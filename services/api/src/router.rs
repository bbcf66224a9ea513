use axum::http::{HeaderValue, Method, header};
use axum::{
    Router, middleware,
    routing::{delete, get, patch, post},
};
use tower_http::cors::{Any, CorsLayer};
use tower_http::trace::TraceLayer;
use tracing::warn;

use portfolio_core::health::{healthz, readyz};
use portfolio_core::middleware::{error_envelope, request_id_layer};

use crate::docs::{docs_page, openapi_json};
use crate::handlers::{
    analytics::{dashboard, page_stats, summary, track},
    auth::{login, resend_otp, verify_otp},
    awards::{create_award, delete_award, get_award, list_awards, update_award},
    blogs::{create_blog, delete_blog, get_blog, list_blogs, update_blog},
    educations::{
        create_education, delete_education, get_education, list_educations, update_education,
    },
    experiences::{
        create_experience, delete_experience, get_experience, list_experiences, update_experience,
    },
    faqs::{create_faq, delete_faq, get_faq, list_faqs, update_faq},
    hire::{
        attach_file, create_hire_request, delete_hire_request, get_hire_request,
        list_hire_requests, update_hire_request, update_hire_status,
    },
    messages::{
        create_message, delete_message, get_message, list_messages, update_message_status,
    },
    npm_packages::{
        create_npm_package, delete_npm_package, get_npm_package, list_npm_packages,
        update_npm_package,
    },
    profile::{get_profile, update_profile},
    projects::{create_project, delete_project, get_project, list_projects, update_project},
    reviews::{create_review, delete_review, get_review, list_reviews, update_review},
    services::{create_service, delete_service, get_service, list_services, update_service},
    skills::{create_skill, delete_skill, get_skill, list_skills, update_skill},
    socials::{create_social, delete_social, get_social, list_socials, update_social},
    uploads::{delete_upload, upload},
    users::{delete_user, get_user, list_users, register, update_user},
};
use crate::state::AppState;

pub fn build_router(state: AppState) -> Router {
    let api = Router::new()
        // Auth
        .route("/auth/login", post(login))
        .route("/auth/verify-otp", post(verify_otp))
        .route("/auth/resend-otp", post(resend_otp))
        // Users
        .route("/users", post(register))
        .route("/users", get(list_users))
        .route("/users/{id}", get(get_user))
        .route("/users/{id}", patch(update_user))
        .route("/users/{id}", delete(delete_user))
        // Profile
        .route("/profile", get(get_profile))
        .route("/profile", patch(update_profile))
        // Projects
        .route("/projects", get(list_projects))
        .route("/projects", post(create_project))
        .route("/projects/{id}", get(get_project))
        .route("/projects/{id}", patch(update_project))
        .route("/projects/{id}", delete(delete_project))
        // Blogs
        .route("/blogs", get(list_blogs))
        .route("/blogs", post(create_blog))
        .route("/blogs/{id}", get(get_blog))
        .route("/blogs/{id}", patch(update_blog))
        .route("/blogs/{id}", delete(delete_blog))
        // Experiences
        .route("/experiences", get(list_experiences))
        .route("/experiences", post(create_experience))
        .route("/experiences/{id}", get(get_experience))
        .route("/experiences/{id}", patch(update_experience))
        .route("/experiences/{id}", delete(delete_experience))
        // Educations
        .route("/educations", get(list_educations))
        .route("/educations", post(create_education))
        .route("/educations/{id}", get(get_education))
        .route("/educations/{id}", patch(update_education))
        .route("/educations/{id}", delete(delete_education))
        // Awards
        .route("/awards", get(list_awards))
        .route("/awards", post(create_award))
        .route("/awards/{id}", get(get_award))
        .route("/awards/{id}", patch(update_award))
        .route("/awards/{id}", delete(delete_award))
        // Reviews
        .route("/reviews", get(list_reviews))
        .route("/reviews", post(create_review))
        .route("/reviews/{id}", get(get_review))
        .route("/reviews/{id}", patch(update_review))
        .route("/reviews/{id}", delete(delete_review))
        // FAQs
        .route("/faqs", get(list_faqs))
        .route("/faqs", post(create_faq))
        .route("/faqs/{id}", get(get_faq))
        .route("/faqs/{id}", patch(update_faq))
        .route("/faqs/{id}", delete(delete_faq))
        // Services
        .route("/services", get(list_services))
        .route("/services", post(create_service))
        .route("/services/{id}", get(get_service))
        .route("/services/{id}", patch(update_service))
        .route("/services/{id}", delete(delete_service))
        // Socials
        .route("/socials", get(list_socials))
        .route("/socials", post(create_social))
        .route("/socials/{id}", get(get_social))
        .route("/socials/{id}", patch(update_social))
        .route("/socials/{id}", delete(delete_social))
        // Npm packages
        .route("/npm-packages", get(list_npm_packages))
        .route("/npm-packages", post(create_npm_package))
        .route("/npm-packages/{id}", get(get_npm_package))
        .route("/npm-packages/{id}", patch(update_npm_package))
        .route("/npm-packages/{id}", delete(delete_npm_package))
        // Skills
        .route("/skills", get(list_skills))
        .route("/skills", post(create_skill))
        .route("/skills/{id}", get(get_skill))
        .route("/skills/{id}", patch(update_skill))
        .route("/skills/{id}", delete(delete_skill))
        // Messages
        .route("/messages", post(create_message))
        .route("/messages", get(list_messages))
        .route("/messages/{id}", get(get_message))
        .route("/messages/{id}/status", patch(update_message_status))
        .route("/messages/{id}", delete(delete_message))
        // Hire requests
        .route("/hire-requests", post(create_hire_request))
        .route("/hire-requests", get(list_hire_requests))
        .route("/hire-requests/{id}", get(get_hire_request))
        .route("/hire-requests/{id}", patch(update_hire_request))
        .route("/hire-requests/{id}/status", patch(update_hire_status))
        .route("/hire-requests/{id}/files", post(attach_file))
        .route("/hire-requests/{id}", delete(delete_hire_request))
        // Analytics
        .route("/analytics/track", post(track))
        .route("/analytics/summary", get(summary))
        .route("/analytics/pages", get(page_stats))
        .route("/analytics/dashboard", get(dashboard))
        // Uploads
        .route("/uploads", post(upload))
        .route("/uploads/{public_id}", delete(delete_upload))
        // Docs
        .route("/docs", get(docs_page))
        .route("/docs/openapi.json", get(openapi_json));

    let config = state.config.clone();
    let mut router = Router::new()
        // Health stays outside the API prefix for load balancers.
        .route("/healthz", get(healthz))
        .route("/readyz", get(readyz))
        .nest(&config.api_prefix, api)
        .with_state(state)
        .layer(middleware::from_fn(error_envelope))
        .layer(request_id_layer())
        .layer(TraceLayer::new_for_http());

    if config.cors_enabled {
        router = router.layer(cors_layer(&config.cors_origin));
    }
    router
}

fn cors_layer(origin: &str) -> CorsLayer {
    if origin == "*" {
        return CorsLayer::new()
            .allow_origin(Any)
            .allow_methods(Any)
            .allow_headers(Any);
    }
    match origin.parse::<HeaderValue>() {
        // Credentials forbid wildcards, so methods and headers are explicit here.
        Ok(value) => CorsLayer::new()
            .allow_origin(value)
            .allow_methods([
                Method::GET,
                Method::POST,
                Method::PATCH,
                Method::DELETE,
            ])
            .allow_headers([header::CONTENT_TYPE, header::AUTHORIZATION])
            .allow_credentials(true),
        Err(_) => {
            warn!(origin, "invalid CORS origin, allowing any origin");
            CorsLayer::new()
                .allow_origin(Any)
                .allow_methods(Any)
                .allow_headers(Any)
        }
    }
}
◆ ◆ ◆ ◆
Each line that contains the string "axum" should be copied from the data above.

RESPONSE TO THE EXERCISE:
use axum::http::{HeaderValue, Method, header};
use axum::{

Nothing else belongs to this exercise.